[TASK INPUT — start]
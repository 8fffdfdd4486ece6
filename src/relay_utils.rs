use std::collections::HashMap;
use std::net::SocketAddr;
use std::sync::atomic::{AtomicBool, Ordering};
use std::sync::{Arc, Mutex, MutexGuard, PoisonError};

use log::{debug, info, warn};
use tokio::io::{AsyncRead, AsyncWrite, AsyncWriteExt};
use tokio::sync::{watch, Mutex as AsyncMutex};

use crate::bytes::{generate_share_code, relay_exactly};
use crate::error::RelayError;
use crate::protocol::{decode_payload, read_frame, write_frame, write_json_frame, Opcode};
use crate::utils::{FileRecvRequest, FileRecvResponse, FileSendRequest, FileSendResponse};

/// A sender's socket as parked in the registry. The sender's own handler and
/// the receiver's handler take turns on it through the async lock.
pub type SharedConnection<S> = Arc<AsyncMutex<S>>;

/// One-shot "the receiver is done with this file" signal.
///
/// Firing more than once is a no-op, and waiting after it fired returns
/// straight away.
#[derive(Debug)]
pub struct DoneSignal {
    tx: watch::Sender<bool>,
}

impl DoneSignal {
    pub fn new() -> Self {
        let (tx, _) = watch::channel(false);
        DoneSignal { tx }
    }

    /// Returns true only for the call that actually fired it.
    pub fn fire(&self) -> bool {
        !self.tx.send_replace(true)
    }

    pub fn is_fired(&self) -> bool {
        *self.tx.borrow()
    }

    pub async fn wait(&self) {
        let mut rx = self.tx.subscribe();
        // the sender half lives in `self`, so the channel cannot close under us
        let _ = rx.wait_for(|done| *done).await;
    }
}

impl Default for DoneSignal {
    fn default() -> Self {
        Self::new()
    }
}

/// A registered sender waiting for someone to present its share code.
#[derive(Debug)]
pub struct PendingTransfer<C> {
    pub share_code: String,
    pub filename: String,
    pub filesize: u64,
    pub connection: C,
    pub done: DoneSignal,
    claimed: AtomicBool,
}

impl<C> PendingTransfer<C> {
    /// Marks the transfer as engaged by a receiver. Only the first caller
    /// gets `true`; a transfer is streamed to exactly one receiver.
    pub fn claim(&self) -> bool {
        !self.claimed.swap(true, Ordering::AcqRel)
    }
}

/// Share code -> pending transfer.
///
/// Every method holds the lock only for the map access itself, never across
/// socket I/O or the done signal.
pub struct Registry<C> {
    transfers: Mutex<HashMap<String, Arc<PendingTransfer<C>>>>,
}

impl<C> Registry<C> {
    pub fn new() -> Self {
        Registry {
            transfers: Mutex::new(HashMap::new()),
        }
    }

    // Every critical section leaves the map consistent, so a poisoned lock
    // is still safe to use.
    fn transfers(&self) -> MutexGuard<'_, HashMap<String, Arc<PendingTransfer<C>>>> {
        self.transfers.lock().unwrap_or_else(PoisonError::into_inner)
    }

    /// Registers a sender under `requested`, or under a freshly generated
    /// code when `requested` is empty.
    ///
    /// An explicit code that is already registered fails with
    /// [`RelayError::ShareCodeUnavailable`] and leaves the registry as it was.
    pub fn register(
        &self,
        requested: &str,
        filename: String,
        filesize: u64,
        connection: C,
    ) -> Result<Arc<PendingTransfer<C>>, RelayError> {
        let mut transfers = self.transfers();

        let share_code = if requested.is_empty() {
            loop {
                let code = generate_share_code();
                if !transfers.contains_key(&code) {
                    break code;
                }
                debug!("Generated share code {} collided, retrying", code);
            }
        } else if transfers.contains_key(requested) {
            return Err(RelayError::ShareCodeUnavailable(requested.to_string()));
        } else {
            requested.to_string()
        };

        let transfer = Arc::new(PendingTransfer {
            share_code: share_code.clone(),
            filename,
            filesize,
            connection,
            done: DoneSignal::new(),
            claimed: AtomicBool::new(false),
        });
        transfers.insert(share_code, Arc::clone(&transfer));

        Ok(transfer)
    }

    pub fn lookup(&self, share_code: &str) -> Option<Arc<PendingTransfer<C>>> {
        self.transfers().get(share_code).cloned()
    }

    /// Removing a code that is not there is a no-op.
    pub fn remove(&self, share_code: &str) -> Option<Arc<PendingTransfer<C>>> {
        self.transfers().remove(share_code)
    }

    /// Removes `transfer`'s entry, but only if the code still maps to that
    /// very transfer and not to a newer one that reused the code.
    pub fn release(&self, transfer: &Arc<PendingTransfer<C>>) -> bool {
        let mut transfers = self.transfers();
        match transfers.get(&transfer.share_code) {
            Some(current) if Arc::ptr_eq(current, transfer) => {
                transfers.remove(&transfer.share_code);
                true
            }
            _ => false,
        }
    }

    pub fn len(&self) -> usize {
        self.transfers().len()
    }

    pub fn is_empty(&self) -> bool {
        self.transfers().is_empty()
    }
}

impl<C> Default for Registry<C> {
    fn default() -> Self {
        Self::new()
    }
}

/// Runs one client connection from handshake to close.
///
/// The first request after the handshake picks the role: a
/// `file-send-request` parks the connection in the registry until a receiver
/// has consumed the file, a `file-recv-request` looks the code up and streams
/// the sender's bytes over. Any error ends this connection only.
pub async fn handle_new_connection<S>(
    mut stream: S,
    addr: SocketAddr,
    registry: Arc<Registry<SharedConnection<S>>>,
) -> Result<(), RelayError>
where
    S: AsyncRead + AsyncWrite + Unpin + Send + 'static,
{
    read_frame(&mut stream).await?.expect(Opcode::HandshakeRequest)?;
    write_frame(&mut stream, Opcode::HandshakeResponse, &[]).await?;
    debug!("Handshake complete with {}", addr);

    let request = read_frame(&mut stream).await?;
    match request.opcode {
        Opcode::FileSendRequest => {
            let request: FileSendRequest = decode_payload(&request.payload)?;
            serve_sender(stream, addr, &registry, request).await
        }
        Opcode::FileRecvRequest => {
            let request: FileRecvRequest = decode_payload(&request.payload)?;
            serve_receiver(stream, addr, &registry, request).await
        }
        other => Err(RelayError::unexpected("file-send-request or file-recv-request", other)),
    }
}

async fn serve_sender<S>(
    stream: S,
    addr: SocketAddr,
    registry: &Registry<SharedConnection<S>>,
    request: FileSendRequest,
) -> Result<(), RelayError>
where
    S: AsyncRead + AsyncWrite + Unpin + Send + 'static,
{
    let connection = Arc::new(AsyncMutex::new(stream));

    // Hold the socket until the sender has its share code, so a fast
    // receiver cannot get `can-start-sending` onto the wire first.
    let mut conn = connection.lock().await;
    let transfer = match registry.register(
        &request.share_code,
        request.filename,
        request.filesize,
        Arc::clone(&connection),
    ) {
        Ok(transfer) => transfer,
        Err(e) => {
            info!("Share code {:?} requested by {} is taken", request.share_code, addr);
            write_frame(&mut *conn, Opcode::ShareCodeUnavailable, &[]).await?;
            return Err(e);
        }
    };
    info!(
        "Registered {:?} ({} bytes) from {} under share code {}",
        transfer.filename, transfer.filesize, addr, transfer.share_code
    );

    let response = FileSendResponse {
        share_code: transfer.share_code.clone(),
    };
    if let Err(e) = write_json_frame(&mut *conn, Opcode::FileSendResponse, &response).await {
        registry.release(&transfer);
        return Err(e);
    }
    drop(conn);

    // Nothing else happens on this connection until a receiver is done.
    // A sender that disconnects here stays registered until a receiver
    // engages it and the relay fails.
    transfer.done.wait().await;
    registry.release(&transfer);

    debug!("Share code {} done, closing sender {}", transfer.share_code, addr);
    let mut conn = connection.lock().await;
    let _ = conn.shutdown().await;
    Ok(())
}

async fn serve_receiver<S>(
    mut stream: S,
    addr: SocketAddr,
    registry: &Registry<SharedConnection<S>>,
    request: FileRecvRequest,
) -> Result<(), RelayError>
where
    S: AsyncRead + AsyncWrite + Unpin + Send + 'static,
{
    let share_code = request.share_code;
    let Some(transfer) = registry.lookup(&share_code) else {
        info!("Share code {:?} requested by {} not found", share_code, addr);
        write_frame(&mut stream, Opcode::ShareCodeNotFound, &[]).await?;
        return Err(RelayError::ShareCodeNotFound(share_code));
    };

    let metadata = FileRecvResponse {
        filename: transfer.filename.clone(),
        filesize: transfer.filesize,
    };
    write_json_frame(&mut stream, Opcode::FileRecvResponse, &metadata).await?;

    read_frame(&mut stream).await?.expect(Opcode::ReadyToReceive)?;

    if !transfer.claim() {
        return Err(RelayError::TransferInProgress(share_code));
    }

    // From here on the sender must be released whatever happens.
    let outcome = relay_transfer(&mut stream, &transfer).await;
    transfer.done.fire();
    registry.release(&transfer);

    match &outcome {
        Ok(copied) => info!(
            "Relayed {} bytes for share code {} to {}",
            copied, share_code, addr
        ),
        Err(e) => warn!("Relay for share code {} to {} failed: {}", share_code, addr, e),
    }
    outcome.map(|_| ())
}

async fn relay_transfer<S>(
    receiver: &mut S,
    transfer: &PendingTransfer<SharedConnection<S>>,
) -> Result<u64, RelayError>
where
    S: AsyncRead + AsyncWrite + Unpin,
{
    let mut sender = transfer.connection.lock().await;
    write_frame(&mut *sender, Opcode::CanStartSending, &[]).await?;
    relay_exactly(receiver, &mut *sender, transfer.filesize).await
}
[TASK INPUT — finish]
* _TASK BRIEF_
Your task is to gather all lines from the entries above that hold the word "Option".

* _YOUR SOLUTION_
    pub fn lookup(&self, share_code: &str) -> Option<Arc<PendingTransfer<C>>> {
    pub fn remove(&self, share_code: &str) -> Option<Arc<PendingTransfer<C>>> {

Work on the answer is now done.